The logical extension of the complaint above is that the <a> element 
should not be stylable under CSS, and that states like :hover, 
:visited, :active, and their combinations should be deleted from the 
spec.

>It would take me a while to find the article, but I once picked a 
>page on a relatively conventional e-commerce site that was most of 
>the way to having five different paradigms for links on one page. 
>Finding pages that don't try to restyle links is more difficult than 
>finding ones that do.

Because there are good reasons to do it.

* Top and left-hand navigation is full almost to the brim with links. 
We know they're links. We don't need them blue and underlined.

* Logos, photos, and other images do not need blue borders to 
distinguish themselves as links.

* Body copy *can* use text-decoration: underline or similar "classic" 
link decoration.

Cf. <http://www.contenu.nu/article.htm?id=1217>.

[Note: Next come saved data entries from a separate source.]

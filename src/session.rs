//! Browsing sessions and stale-result suppression.
//!
//! A [`Session`] is everything derived from one opened root folder. The
//! [`Browser`] holds the current session and replaces it wholesale when a
//! new root is opened.
//!
//! Selecting a clip runs in three steps:
//!
//! 1. [`Browser::begin`] issues a [`Ticket`]: a fresh request id plus the
//!    generation of the session it runs against.
//! 2. [`Browser::load`] resolves and assembles both artifact categories
//!    concurrently and acquires a handle for each document produced.
//! 3. [`Browser::apply`] installs the documents into the display slots,
//!    but only if the ticket is still the latest request and its session is
//!    still open. Otherwise its handles are released and the load is
//!    reported as [`Applied::Stale`].
//!
//! [`Browser::select_clip`] runs all three.

use std::path::{Path, PathBuf};
use std::sync::atomic::{AtomicU64, Ordering};
use std::sync::{Arc, Mutex, MutexGuard};

use crate::assemble::{assemble, AssemblyKind};
use crate::config::{Config, LibraryConfig};
use crate::container::DirContainer;
use crate::error::ClipError;
use crate::handles::{HandleRegistry, HandleToken, MediaType, Slot, SlotTable};
use crate::library::{find_clip, load_library, Library};
use crate::models::{Category, Clip, Source};
use crate::outcome::{Outcome, Skipped};
use crate::resolver::{ResolvedFile, Resolver};

/// State derived from one opened root folder.
#[derive(Debug)]
pub struct Session {
    generation: u64,
    library: Library,
}

impl Session {
    pub fn generation(&self) -> u64 {
        self.generation
    }

    pub fn root(&self) -> &Path {
        &self.library.root
    }

    pub fn library(&self) -> &Library {
        &self.library
    }

    pub fn source(&self, name: &str) -> Result<&Source, ClipError> {
        self.library
            .source(name)
            .ok_or_else(|| ClipError::MissingSubfolder {
                parent: self.library.root.clone(),
                folder: name.to_string(),
            })
    }

    /// Look a clip up by id or 1-based position.
    pub fn clip(&self, source: &str, key: &str) -> Result<&Clip, ClipError> {
        find_clip(self.source(source)?, key).ok_or_else(|| ClipError::UnknownClip {
            source_name: source.to_string(),
            id: key.to_string(),
        })
    }

    /// Resolve `clip`'s pointers against the source's `category` folder.
    pub async fn resolve(
        &self,
        config: &LibraryConfig,
        source: &str,
        clip: &Clip,
        category: Category,
    ) -> Result<Outcome<ResolvedFile>, ClipError> {
        let dir = self
            .library
            .source_dir(source)
            .join(config.category_dir(category));
        let container = DirContainer::open(dir)?;
        Resolver::new(source, &config.strip_suffix)
            .resolve(clip, category, &container)
            .await
    }
}

/// Identifies one selection request.
#[derive(Debug, Clone, Copy, PartialEq, Eq)]
pub struct Ticket {
    pub request: u64,
    pub generation: u64,
}

/// One category's result for a selection.
#[derive(Debug)]
pub struct CategoryView {
    pub category: Category,
    pub files: Vec<ResolvedFile>,
    pub unresolved: Vec<Skipped>,
    pub merge_skipped: Vec<Skipped>,
    pub kind: AssemblyKind,
    pub page_count: Option<usize>,
    pub token: Option<HandleToken>,
    /// Set when this category failed as a whole; the other category is
    /// unaffected.
    pub error: Option<ClipError>,
}

impl CategoryView {
    fn failed(category: Category, error: ClipError) -> Self {
        Self {
            category,
            files: Vec::new(),
            unresolved: Vec::new(),
            merge_skipped: Vec::new(),
            kind: AssemblyKind::Nothing,
            page_count: None,
            token: None,
            error: Some(error),
        }
    }

    fn slot(&self) -> Slot {
        match self.category {
            Category::Exact => Slot::Exact,
            Category::FullPage => Slot::FullPage,
        }
    }
}

/// Both categories loaded for one clip, not yet installed.
#[derive(Debug)]
pub struct Loaded {
    pub ticket: Ticket,
    pub source: String,
    pub clip: Clip,
    pub exact: CategoryView,
    pub fullpage: CategoryView,
}

impl Loaded {
    pub fn view(&self, category: Category) -> &CategoryView {
        match category {
            Category::Exact => &self.exact,
            Category::FullPage => &self.fullpage,
        }
    }

    fn tokens(&self) -> impl Iterator<Item = &HandleToken> {
        [&self.exact, &self.fullpage]
            .into_iter()
            .filter_map(|v| v.token.as_ref())
    }
}

#[derive(Debug)]
pub enum Applied {
    Current(Loaded),
    /// A newer request or a new session superseded this one; its documents
    /// were released.
    Stale { request: u64 },
}

struct State {
    session: Option<Arc<Session>>,
    latest_request: u64,
    latest_open: u64,
    slots: SlotTable,
}

/// Holds the open session and the documents currently on display.
pub struct Browser {
    config: Config,
    registry: HandleRegistry,
    requests: AtomicU64,
    opens: AtomicU64,
    generations: AtomicU64,
    state: Mutex<State>,
}

impl Browser {
    pub fn new(config: Config, registry: HandleRegistry) -> Self {
        let slots = SlotTable::new(registry.clone());
        Self {
            config,
            registry,
            requests: AtomicU64::new(0),
            opens: AtomicU64::new(0),
            generations: AtomicU64::new(0),
            state: Mutex::new(State {
                session: None,
                latest_request: 0,
                latest_open: 0,
                slots,
            }),
        }
    }

    pub fn registry(&self) -> &HandleRegistry {
        &self.registry
    }

    pub fn session(&self) -> Option<Arc<Session>> {
        self.lock().session.clone()
    }

    /// Open `root` as a new session. `None` means the user backed out of
    /// choosing a folder; the current session is kept.
    ///
    /// Only the most recently issued open is installed. An earlier open that
    /// finishes loading after a later one returns
    /// [`ClipError::SelectionAborted`] and leaves the session alone.
    pub async fn open_root(&self, root: Option<PathBuf>) -> Result<Arc<Session>, ClipError> {
        let root = root.ok_or(ClipError::SelectionAborted)?;
        let open = {
            let mut state = self.lock();
            let open = self.opens.fetch_add(1, Ordering::SeqCst) + 1;
            state.latest_open = open;
            open
        };
        let library = load_library(&root, &self.config.library).await?;

        let mut state = self.lock();
        if state.latest_open != open {
            tracing::debug!(root = %root.display(), open, "discarded superseded open");
            return Err(ClipError::SelectionAborted);
        }
        let session = Arc::new(Session {
            generation: self.generations.fetch_add(1, Ordering::SeqCst) + 1,
            library,
        });
        state.slots.clear_all();
        state.session = Some(Arc::clone(&session));
        tracing::info!(
            root = %root.display(),
            generation = session.generation,
            sources = session.library.sources.len(),
            clips = session.library.clip_count(),
            "opened session"
        );
        Ok(session)
    }

    /// End the session and release every displayed document. Opens still
    /// loading are superseded too.
    pub fn close(&self) {
        self.generations.fetch_add(1, Ordering::SeqCst);
        let mut state = self.lock();
        state.latest_open = self.opens.fetch_add(1, Ordering::SeqCst) + 1;
        state.slots.clear_all();
        state.session = None;
    }

    /// Issue a ticket against the current session.
    pub fn begin(&self) -> Result<(Ticket, Arc<Session>), ClipError> {
        let mut state = self.lock();
        let session = state.session.clone().ok_or(ClipError::SelectionAborted)?;
        let request = self.requests.fetch_add(1, Ordering::SeqCst) + 1;
        state.latest_request = request;
        Ok((
            Ticket {
                request,
                generation: session.generation,
            },
            session,
        ))
    }

    /// Resolve and assemble both categories of a clip.
    pub async fn load(
        &self,
        ticket: Ticket,
        session: &Session,
        source: &str,
        clip_key: &str,
    ) -> Result<Loaded, ClipError> {
        let clip = session.clip(source, clip_key)?.clone();
        tracing::debug!(request = ticket.request, source, clip = ?clip.id, "loading selection");
        let (exact, fullpage) = tokio::join!(
            self.load_category(session, source, &clip, Category::Exact),
            self.load_category(session, source, &clip, Category::FullPage),
        );
        Ok(Loaded {
            ticket,
            source: source.to_string(),
            clip,
            exact,
            fullpage,
        })
    }

    async fn load_category(
        &self,
        session: &Session,
        source: &str,
        clip: &Clip,
        category: Category,
    ) -> CategoryView {
        let resolved = match session
            .resolve(&self.config.library, source, clip, category)
            .await
        {
            Ok(resolved) => resolved,
            Err(err) => {
                tracing::warn!(source, %category, "{}", err);
                return CategoryView::failed(category, err);
            }
        };
        let assembly = match assemble(&resolved.succeeded, &self.config.assembly.pdf_version).await {
            Ok(assembly) => assembly,
            Err(err) => {
                tracing::error!(source, %category, "{}", err);
                let mut view = CategoryView::failed(category, err);
                view.files = resolved.succeeded;
                view.unresolved = resolved.skipped;
                return view;
            }
        };
        let token = assembly
            .bytes
            .map(|bytes| self.registry.acquire(bytes, MediaType::Pdf));
        CategoryView {
            category,
            files: resolved.succeeded,
            unresolved: resolved.skipped,
            merge_skipped: assembly.inputs.skipped,
            kind: assembly.kind,
            page_count: assembly.page_count,
            token,
            error: None,
        }
    }

    /// Install a load if it is still current; release it otherwise.
    pub fn apply(&self, loaded: Loaded) -> Applied {
        let mut state = self.lock();
        let current_generation = state.session.as_ref().map(|s| s.generation);
        let is_current = loaded.ticket.request == state.latest_request
            && current_generation == Some(loaded.ticket.generation);

        if !is_current {
            for token in loaded.tokens() {
                self.registry.release(token);
            }
            tracing::debug!(request = loaded.ticket.request, "discarded stale selection");
            return Applied::Stale {
                request: loaded.ticket.request,
            };
        }

        for view in [&loaded.exact, &loaded.fullpage] {
            match &view.token {
                Some(token) => state.slots.install(view.slot(), token.clone()),
                None => {
                    state.slots.clear(&view.slot());
                }
            }
        }
        Applied::Current(loaded)
    }

    /// Select a clip: issue a ticket, load both categories, and apply.
    pub async fn select_clip(&self, source: &str, clip_key: &str) -> Result<Applied, ClipError> {
        let (ticket, session) = self.begin()?;
        let loaded = self.load(ticket, &session, source, clip_key).await?;
        Ok(self.apply(loaded))
    }

    /// The document currently displayed for `category`.
    pub fn document(&self, category: Category) -> Option<(HandleToken, Arc<[u8]>)> {
        let state = self.lock();
        let slot = match category {
            Category::Exact => Slot::Exact,
            Category::FullPage => Slot::FullPage,
        };
        let token = state.slots.get(&slot)?.clone();
        let bytes = self.registry.get(&token)?;
        Some((token, bytes))
    }

    fn lock(&self) -> MutexGuard<'_, State> {
        self.state.lock().unwrap_or_else(|e| e.into_inner())
    }
}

I would note that the aforesaid :hover, :visited, and :active styles 
are useful in graphical browsers, and often very nice.

Screen-reader users, for example, can often select by link, move by 
link, or extract links. Even unadorned browsers often permit tabbing 
from link to link, so mobility-impaired people with no adaptive 
technology never are at a loss for what is and is not a link. 
(Indeed, skipping links becomes the issue.)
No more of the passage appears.